> Prompt:
Look over the listing below and say how many of its lines include the string "StabilityError"; give no more than that number.

> Source data:
──────────────────────────────
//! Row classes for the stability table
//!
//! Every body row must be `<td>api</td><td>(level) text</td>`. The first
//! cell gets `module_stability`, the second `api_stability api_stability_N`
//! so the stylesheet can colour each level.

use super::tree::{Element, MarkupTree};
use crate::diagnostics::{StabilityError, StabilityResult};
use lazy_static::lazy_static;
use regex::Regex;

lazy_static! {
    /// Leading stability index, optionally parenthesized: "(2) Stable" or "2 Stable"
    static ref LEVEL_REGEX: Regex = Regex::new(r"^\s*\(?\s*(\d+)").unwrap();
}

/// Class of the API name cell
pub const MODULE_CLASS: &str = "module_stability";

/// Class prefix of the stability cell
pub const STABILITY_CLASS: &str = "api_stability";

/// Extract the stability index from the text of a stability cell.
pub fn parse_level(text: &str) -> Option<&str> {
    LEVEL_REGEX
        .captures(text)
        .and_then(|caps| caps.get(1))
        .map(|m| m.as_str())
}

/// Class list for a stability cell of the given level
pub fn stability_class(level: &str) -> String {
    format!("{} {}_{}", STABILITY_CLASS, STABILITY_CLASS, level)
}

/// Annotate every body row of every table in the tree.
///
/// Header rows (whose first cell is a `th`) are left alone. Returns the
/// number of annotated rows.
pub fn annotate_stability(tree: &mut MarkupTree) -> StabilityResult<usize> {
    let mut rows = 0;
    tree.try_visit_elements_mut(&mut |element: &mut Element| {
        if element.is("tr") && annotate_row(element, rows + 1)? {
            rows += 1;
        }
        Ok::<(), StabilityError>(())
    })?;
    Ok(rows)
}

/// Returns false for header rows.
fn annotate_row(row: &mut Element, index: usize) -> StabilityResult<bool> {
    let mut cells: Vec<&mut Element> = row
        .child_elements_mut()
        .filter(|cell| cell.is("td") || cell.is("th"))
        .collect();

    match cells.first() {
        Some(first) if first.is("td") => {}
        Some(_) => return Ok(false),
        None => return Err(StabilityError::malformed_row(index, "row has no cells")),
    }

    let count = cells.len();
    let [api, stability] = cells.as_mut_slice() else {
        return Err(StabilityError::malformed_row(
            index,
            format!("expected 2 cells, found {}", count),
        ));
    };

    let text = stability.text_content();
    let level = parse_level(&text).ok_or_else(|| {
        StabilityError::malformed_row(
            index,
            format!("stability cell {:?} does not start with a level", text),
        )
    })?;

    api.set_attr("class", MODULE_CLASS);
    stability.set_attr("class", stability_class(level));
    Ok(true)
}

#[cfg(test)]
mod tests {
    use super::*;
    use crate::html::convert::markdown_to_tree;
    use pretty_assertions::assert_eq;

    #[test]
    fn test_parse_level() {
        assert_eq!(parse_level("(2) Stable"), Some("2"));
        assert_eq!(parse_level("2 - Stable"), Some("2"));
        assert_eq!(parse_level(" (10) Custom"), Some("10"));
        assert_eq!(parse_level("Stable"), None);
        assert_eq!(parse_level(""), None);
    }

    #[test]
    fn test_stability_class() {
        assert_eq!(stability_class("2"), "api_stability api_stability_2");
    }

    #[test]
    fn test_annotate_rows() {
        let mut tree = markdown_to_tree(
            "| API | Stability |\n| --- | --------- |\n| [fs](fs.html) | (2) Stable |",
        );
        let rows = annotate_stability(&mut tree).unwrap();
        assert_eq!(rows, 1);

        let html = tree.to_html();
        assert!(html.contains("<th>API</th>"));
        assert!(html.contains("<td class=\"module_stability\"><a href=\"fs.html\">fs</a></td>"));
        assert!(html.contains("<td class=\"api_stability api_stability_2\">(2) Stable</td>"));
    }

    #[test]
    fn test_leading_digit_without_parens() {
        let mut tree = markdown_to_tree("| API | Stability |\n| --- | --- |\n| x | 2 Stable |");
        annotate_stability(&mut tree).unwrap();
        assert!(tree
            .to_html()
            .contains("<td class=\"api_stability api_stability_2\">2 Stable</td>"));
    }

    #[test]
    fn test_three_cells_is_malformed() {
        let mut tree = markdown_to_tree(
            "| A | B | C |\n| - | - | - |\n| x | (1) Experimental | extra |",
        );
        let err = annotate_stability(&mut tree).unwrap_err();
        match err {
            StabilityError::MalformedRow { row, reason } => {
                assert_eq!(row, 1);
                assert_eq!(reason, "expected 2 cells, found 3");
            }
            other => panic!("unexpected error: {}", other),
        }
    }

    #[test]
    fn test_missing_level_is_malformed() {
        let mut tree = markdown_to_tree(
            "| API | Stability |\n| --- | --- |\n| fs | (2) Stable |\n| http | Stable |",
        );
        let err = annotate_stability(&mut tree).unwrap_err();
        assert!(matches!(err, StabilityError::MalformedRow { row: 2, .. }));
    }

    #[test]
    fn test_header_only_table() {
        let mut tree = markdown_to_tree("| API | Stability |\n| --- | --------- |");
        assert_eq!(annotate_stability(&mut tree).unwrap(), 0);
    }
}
──────────────────────────────
> Answer to the problem:
7